The measurement of Value most often used is based on the metric of Revenue. This makes sense since revenue is perhaps the most clearly visible result of the delivery of Project X or Program Y and is reported monthly, quarterly and annually. Measuring Value by comparing revenue is most useful in scenarios that involve discreet products and services or other offerings with a direct association to a line of business. What was the revenue derived from the output of the effort?

Revenue as a Value metric is usually measured objectively in one of two ways:

  1. Existing Revenue Increase Over Time
    Organic Growth of existing revenue streams is a useful way of measuring the value of Project XYZ and the impact of architecture on growing the business. The example below is existing revenue growth that is PROJECTED, but the measurement of ACTUAL growth after the projects have gone live is similar.

  1. New Revenue Added
    Growth of revenue by adding new business as a result of Project XYZ that didn’t already exist previously is a variation on the theme. In the example below, specific projects are projected to lead to new revenue by way of mergers and acquisitions.

There is a fine line between these two Revenue metrics and usually only one is applicable in a given context. In the case of existing revenue lines that are enhanced, the context typically involves an existing product or service that is having an update or new version. That is, the Revenue baseline for that business activity already exists and absent any other changes the increase (or decrease) in Revenue post-delivery is attributable to the work effort. In the case of new Revenue, the context involves a new product or service offering where none previously existed. In this case, even without a baseline for the related business activity, resulting revenue is entirely attributable to the work effort.

An Architect impacts Revenue when delivering or performing any of the following:

  • Create and/or Review Business Case
  • Manage and Prioritize Initiative Portfolio
  • Capture and Analyze Requirements
  • Reference Architectures: Master, Generic, Product-Specific
  • Other Architectures: Solution, Security, Data, Integration, etc.
  • Capability Models (Business, Technical)
  • Standards and Frameworks (Define, Publish, Socialize)
  • Define and Articulate Solution Options
  • Key Performance Indicators / Success Metrics
  • Stakeholder Alignment
  • Budgeting
  • Financial Management and Reporting
  • Roadmaps
  • Stakeholder Communication
  • Engagement Models

New Revenue or Increased Existing Revenue is a result of the entire effort. It is difficult to attribute any portion of this Value directly to, say, a really good Capability Model. But as in the examples above, the rigor that Architecture brings to delivering the product or service is an important aspect of the Value equation and should be front and center in the Value Story.

Timeliness

The fourth most common way to measure Value is to assess the time to market. The oft-quoted phrase that time is money has some bearing on this. This is a useful metric for determining Value in scenarios involving net-new products or services, partnerships with third parties, regulatory compliance efforts, and efforts that are tied to the calendar year (e.g. open enrollment at a health payor). How long did it take to deliver the output and was this less than expected?
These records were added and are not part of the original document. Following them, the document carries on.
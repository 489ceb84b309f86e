//! Fixed-point volume control.

use crate::dsp::helpers::gain_to_q16;
use crate::error::{ensure_finite, Result};
use crate::sample::Sample;

use super::Effect;

/// Fixed-point unity gain: 1.0 in Q16.16 format.
const UNITY_GAIN: i32 = 65536;

/// Stateless amplifier. 0.0 = silence, 1.0 = unity, >1.0 = boost.
///
/// The level is held as a Q16.16 multiplier; products saturate at the
/// sample rails.
#[derive(Debug, Clone)]
pub struct Gain {
    /// Gain in Q16.16 fixed-point. 65536 = unity (1.0).
    multiplier: i32,
}

impl Gain {
    /// Gain at `level`, clamped to ±32767.0.
    pub fn new(level: f32) -> Result<Self> {
        let mut gain = Gain {
            multiplier: UNITY_GAIN,
        };
        gain.set_level(level)?;
        Ok(gain)
    }

    /// Gain of exactly 1.0; samples pass through untouched.
    pub fn unity() -> Self {
        Gain {
            multiplier: UNITY_GAIN,
        }
    }

    /// Change the level. Same range as [`new`](Self::new).
    pub fn set_level(&mut self, level: f32) -> Result<()> {
        ensure_finite("level", level)?;
        self.multiplier = gain_to_q16(level);
        Ok(())
    }

    /// Current level as a linear factor.
    pub fn level(&self) -> f32 {
        self.multiplier as f32 / UNITY_GAIN as f32
    }
}

impl<S: Sample> Effect<S> for Gain {
    #[inline]
    fn process(&mut self, sample: S) -> S {
        match self.multiplier {
            UNITY_GAIN => sample,
            0 => S::EQUILIBRIUM,
            mult => S::saturate_from_i64((sample.to_i64() * mult as i64) >> 16),
        }
    }

    fn reset(&mut self) {}

    fn name(&self) -> &'static str {
        "gain"
    }
}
Time as a Value metric is typically measured objectively in one of two ways:

  1. On-time Delivery
    This metric effectively depends on two things: the SCOPE of what is being done and WHEN it is expected to be delivered. In the example tracker below, targeted savings are measured by initiative over time.

  1. Accelerated Delivery
    Value is measured by the degree to which various business and IT activities are sped up. These are quantitative measures that can be directly tied to dollars if need be.

These metrics are mutually exclusive and only one is applicable in any context. In the on-time scenario, the Value delivered is that expectations were met, i.e. things worked as they should have. This isn’t always the most powerful argument except in cases where the business is routinely impacted by delayed delivery. In those instances, the Value of delivering on-time is comparatively enhanced. Accelerated Delivery scenarios involve leveraging Architecture to accelerate the lifecycle usually by streamlining existing processes (for example via frameworks or new methodologies) or enabling large scale reuse of existing capabilities.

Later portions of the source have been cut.